BANDA ACEH – 5 November 2025.
Dugaan praktik nepotisme, penyalahgunaan wewenang, dan pemalsuan dokumen dalam rekrutmen Pegawai Pemerintah dengan Perjanjian Kerja (PPPK) di Badan Pusat Statistik (BPS) Kabupaten Simeulu memicu kecaman keras dari publik.

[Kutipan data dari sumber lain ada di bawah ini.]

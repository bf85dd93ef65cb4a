//! HashiCorp Vault KV v2 backend using the live Vault HTTP API.
//!
//! Secrets live under a KV v2 mount at `{prefix}/{path}`. Field maps are
//! stored natively as the KV `data` object; compare-and-set writes use the
//! engine's `options.cas` parameter, and version numbers come straight from
//! the KV metadata.

use crate::backend::{SecretsBackend, regenerate_fields};
use crate::errors::{Error, Result};
use crate::path::SecretPath;
use crate::types::SecretValue;
use async_trait::async_trait;
use reqwest::{Client, Method, Response, StatusCode};
use serde::Deserialize;
use serde_json::{Value, json};
use std::collections::BTreeMap;
use std::time::Duration;

const BACKEND_NAME: &str = "vault";
const DEFAULT_MOUNT: &str = "secret";
const DEFAULT_PREFIX: &str = "keyrelay";
const DEFAULT_TIMEOUT: Duration = Duration::from_secs(15);

/// Connection settings for a Vault KV v2 mount.
///
/// Constructed explicitly by the caller; the adapter never reads process
/// environment.
#[derive(Debug, Clone)]
pub struct VaultKvConfig {
    pub addr: String,
    pub token: String,
    pub namespace: Option<String>,
    pub mount: String,
    pub prefix: String,
    pub timeout: Duration,
}

impl VaultKvConfig {
    pub fn new(addr: impl Into<String>, token: impl Into<String>) -> Self {
        Self {
            addr: addr.into(),
            token: token.into(),
            namespace: None,
            mount: DEFAULT_MOUNT.to_string(),
            prefix: DEFAULT_PREFIX.to_string(),
            timeout: DEFAULT_TIMEOUT,
        }
    }

    pub fn namespace(mut self, namespace: impl Into<String>) -> Self {
        self.namespace = Some(namespace.into());
        self
    }

    pub fn mount(mut self, mount: impl Into<String>) -> Self {
        self.mount = mount.into();
        self
    }

    pub fn prefix(mut self, prefix: impl Into<String>) -> Self {
        self.prefix = prefix.into();
        self
    }

    pub fn timeout(mut self, timeout: Duration) -> Self {
        self.timeout = timeout;
        self
    }
}

/// Vault KV v2 adapter.
pub struct VaultKvBackend {
    config: VaultKvConfig,
    client: Client,
}

impl VaultKvBackend {
    pub fn new(config: VaultKvConfig) -> Result<Self> {
        let client = Client::builder()
            .timeout(config.timeout)
            .build()
            .map_err(|err| Error::Config(format!("failed to build vault http client: {err}")))?;
        Ok(Self { config, client })
    }

    fn api_url(&self, route: &str, path: &SecretPath) -> String {
        format!(
            "{addr}/v1/{mount}/{route}/{prefix}/{path}",
            addr = self.config.addr.trim_end_matches('/'),
            mount = self.config.mount.trim_matches('/'),
            route = route,
            prefix = self.config.prefix.trim_matches('/'),
            path = path
        )
    }

    async fn send(&self, method: Method, url: String, body: Option<Value>) -> Result<Response> {
        let mut request = self
            .client
            .request(method, url)
            .header("X-Vault-Token", &self.config.token);
        if let Some(namespace) = &self.config.namespace {
            request = request.header("X-Vault-Namespace", namespace);
        }
        if let Some(payload) = body {
            request = request.json(&payload);
        }
        request.send().await.map_err(|err| {
            if err.is_timeout() || err.is_connect() {
                Error::Unavailable(format!("vault request failed: {err}"))
            } else {
                Error::Internal(format!("vault request failed: {err}"))
            }
        })
    }

    async fn read_raw(&self, path: &SecretPath) -> Result<Option<KvReadResponse>> {
        let response = self
            .send(Method::GET, self.api_url("data", path), None)
            .await?;
        match response.status() {
            StatusCode::NOT_FOUND => Ok(None),
            status if status.is_success() => {
                let parsed: KvReadResponse = response.json().await.map_err(|err| {
                    Error::Internal(format!("failed to decode vault read response: {err}"))
                })?;
                Ok(Some(parsed))
            }
            status => Err(self.status_error("read secret", status, response).await),
        }
    }

    async fn current_version(&self, path: &SecretPath) -> u64 {
        let Ok(response) = self
            .send(Method::GET, self.api_url("metadata", path), None)
            .await
        else {
            return 0;
        };
        if !response.status().is_success() {
            return 0;
        }
        response
            .json::<KvMetadataResponse>()
            .await
            .map(|parsed| parsed.data.current_version)
            .unwrap_or(0)
    }

    async fn status_error(&self, operation: &str, status: StatusCode, response: Response) -> Error {
        let detail = response
            .json::<VaultErrorBody>()
            .await
            .map(|body| body.errors.join("; "))
            .unwrap_or_default();
        map_status(operation, status, &detail)
    }
}

#[async_trait]
impl SecretsBackend for VaultKvBackend {
    fn name(&self) -> &str {
        BACKEND_NAME
    }

    async fn fetch(&self, path: &SecretPath) -> Result<Option<SecretValue>> {
        let Some(parsed) = self.read_raw(path).await? else {
            return Ok(None);
        };

        let metadata = &parsed.data.metadata;
        if metadata.destroyed || !metadata.deletion_time.is_empty() {
            return Ok(None);
        }

        let fields = string_fields(path, parsed.data.data)?;
        let mut value = SecretValue::new(fields, metadata.version);
        if parsed.lease_duration > 0 {
            value = value.with_lease(Duration::from_secs(parsed.lease_duration));
        }
        Ok(Some(value))
    }

    async fn store(
        &self,
        path: &SecretPath,
        fields: BTreeMap<String, String>,
        expected_version: Option<u64>,
    ) -> Result<u64> {
        let mut body = json!({ "data": fields });
        if let Some(cas) = expected_version {
            body["options"] = json!({ "cas": cas });
        }

        let response = self
            .send(Method::POST, self.api_url("data", path), Some(body))
            .await?;
        let status = response.status();
        if status.is_success() {
            let parsed: KvWriteResponse = response.json().await.map_err(|err| {
                Error::Internal(format!("failed to decode vault write response: {err}"))
            })?;
            return Ok(parsed.data.version);
        }

        let detail = response
            .json::<VaultErrorBody>()
            .await
            .map(|body| body.errors.join("; "))
            .unwrap_or_default();
        if status == StatusCode::BAD_REQUEST && is_cas_failure(&detail) {
            let actual = self.current_version(path).await;
            return Err(Error::Conflict {
                expected: expected_version.unwrap_or(0),
                actual,
            });
        }
        Err(map_status("write secret", status, &detail))
    }

    async fn rotate(&self, path: &SecretPath) -> Result<SecretValue> {
        let current = self.fetch(path).await?.ok_or_else(|| Error::NotFound {
            path: path.to_string(),
        })?;

        let rotated = regenerate_fields(&current.fields);
        let version = self
            .store(path, rotated.clone(), Some(current.version))
            .await?;

        let mut value = SecretValue::new(rotated, version);
        if let Some(ttl) = current.lease_ttl {
            value = value.with_lease(ttl);
        }
        Ok(value)
    }

    async fn delete(&self, path: &SecretPath) -> Result<()> {
        // Vault's DELETE succeeds for absent paths; the adapter contract
        // requires NotFound, so presence is checked first.
        if self.fetch(path).await?.is_none() {
            return Err(Error::NotFound {
                path: path.to_string(),
            });
        }

        let response = self
            .send(Method::DELETE, self.api_url("data", path), None)
            .await?;
        let status = response.status();
        if status.is_success() {
            return Ok(());
        }
        Err(self.status_error("delete secret", status, response).await)
    }
}

fn string_fields(
    path: &SecretPath,
    raw: BTreeMap<String, Value>,
) -> Result<BTreeMap<String, String>> {
    raw.into_iter()
        .map(|(name, value)| match value {
            Value::String(text) => Ok((name, text)),
            other => Err(Error::Internal(format!(
                "secret {path} field {name} is not a string: {other}"
            ))),
        })
        .collect()
}

fn map_status(operation: &str, status: StatusCode, detail: &str) -> Error {
    match status {
        StatusCode::FORBIDDEN => Error::Unauthorized {
            reason: format!("vault rejected the token: {detail}"),
        },
        StatusCode::TOO_MANY_REQUESTS => Error::RateLimited(format!("{operation}: {detail}")),
        status if status.is_server_error() => {
            Error::Unavailable(format!("{operation}: {status} {detail}"))
        }
        status => Error::Internal(format!("{operation}: {status} {detail}")),
    }
}

fn is_cas_failure(detail: &str) -> bool {
    detail.contains("check-and-set")
}

#[derive(Deserialize)]
struct KvReadResponse {
    #[serde(default)]
    lease_duration: u64,
    data: KvReadData,
}

#[derive(Deserialize)]
struct KvReadData {
    data: BTreeMap<String, Value>,
    metadata: KvMetadata,
}

#[derive(Deserialize)]
struct KvMetadata {
    version: u64,
    #[serde(default)]
    destroyed: bool,
    #[serde(default)]
    deletion_time: String,
}

#[derive(Deserialize)]
struct KvWriteResponse {
    data: KvWriteMetadata,
}

#[derive(Deserialize)]
struct KvWriteMetadata {
    version: u64,
}

#[derive(Deserialize)]
struct KvMetadataResponse {
    data: KvMetadataInfo,
}

#[derive(Deserialize)]
struct KvMetadataInfo {
    #[serde(default)]
    current_version: u64,
}

#[derive(Deserialize)]
struct VaultErrorBody {
    #[serde(default)]
    errors: Vec<String>,
}

#[cfg(test)]
mod tests {
    use super::*;

    fn backend() -> VaultKvBackend {
        VaultKvBackend::new(VaultKvConfig::new("http://127.0.0.1:8200/", "root")).unwrap()
    }

    #[test]
    fn kv_url_mapping() {
        let backend = backend();
        let path = SecretPath::parse("secret/db").unwrap();
        assert_eq!(
            backend.api_url("data", &path),
            "http://127.0.0.1:8200/v1/secret/data/keyrelay/secret/db"
        );
        assert_eq!(
            backend.api_url("metadata", &path),
            "http://127.0.0.1:8200/v1/secret/metadata/keyrelay/secret/db"
        );
    }

    #[test]
    fn custom_mount_and_prefix() {
        let config = VaultKvConfig::new("http://vault:8200", "root")
            .mount("kv/")
            .prefix("apps");
        let backend = VaultKvBackend::new(config).unwrap();
        let path = SecretPath::parse("secret/db").unwrap();
        assert_eq!(
            backend.api_url("data", &path),
            "http://vault:8200/v1/kv/data/apps/secret/db"
        );
    }

    #[test]
    fn status_mapping_matches_the_taxonomy() {
        assert!(matches!(
            map_status("read secret", StatusCode::FORBIDDEN, "permission denied"),
            Error::Unauthorized { .. }
        ));
        assert!(matches!(
            map_status("read secret", StatusCode::TOO_MANY_REQUESTS, ""),
            Error::RateLimited(_)
        ));
        assert!(matches!(
            map_status("read secret", StatusCode::SERVICE_UNAVAILABLE, "sealed"),
            Error::Unavailable(_)
        ));
        assert!(matches!(
            map_status("read secret", StatusCode::BAD_REQUEST, ""),
            Error::Internal(_)
        ));
    }

    #[test]
    fn cas_failures_are_detected_from_the_error_body() {
        assert!(is_cas_failure(
            "check-and-set parameter did not match the current version"
        ));
        assert!(!is_cas_failure("permission denied"));
    }

    #[test]
    fn read_response_decodes_fields_and_metadata() {
        let raw = r#"{
            "request_id": "a1",
            "lease_id": "",
            "lease_duration": 0,
            "data": {
                "data": { "username": "app", "password": "hunter2" },
                "metadata": {
                    "created_time": "2026-01-12T09:30:00Z",
                    "deletion_time": "",
                    "destroyed": false,
                    "version": 4
                }
            }
        }"#;
        let parsed: KvReadResponse = serde_json::from_str(raw).unwrap();
        assert_eq!(parsed.data.metadata.version, 4);
        assert!(!parsed.data.metadata.destroyed);

        let path = SecretPath::parse("secret/db").unwrap();
        let fields = string_fields(&path, parsed.data.data).unwrap();
        assert_eq!(fields["password"], "hunter2");
    }

    #[test]
    fn non_string_fields_are_rejected() {
        let path = SecretPath::parse("secret/db").unwrap();
        let mut raw = BTreeMap::new();
        raw.insert("port".to_string(), json!(5432));
        let err = string_fields(&path, raw).unwrap_err();
        assert!(matches!(err, Error::Internal(_)));
    }
}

Kaukus Peduli Aceh (KPA) mendesak BPS RI dan BKN turun tangan untuk melakukan audit investigatif menyeluruh.
Menurut hasil penelusuran KPA, pengangkatan Jaya Arjuna (JA) sebagai PPPK diduga cacat administrasi: yang bersangkutan bukan honorer aktif di BPS Simeulu dan hanya tercatat pernah menjadi mitra BPS Aceh Tenggara pada 2010. Selain itu, KPA menemukan indikasi hubungan keluarga langsung antara Kepala BPS Simeulu dan JA, yang semakin memperkuat dugaan benturan kepentingan.
“Secara administrasi ia tidak memenuhi syarat seleksi. Lebih mengkhawatirkan lagi, ada indikasi dokumen perpanjangan SK yang dipakai untuk memenuhi persyaratan itu adalah palsu.” — Muhammad Hasbar Kuba, Koordinator KPA.
KPA menegaskan, dugaan pemalsuan dokumen perpanjangan SK merupakan pelanggaran berat yang tidak bisa ditolerir. “Pemalsuan dokumen adalah tindak pidana. Siapa pun yang terbukti memalsukan akan menghadapi konsekuensi hukum,” kata Hasbar menambahkan.
Sebagai langkah tegas, KPA mendesak BPS RI , BKN dan aparat penegak hukum untuk:
1. Mencopot sementara Kepala BPS Simeulu guna memperlancar pemeriksaan;
2. Membatalkan pengangkatan Jaya Arjuna apabila dokumen dan proses terbukti cacat atau dipalsukan;
3. Menugaskan tim Inspektorat khusus melakukan audit lapangan terhadap seluruh tahapan rekrutmen PPPK di Aceh; dan
4. Melakukan pelaporan pidana bila bukti pemalsuan dokumen kuat, sehingga penyidik dapat menindak pelaku sesuai hukum yang berlaku.
Menanggapi desakan itu, perwakilan BPS Provinsi Aceh menyatakan akan menindaklanjuti laporan dan melakukan klarifikasi lapangan. “Kami akan memeriksa informasi yang disampaikan dan menindaklanjuti sesuai mekanisme internal,” ujar pejabat BPS Aceh singkat saat dikonfirmasi.
KPA menegaskan komitmennya untuk menyerahkan seluruh bukti administratif dan kesaksian lapangan kepada penyidik jika langkah korektif tidak cepat diambil. “Publik berhak atas rekrutmen yang bersih. Tidak ada toleransi bagi siapa pun yang mengubah atau memalsukan dokumen demi kepentingan keluarga atau kelompok,” tutup Hasbar Kuba.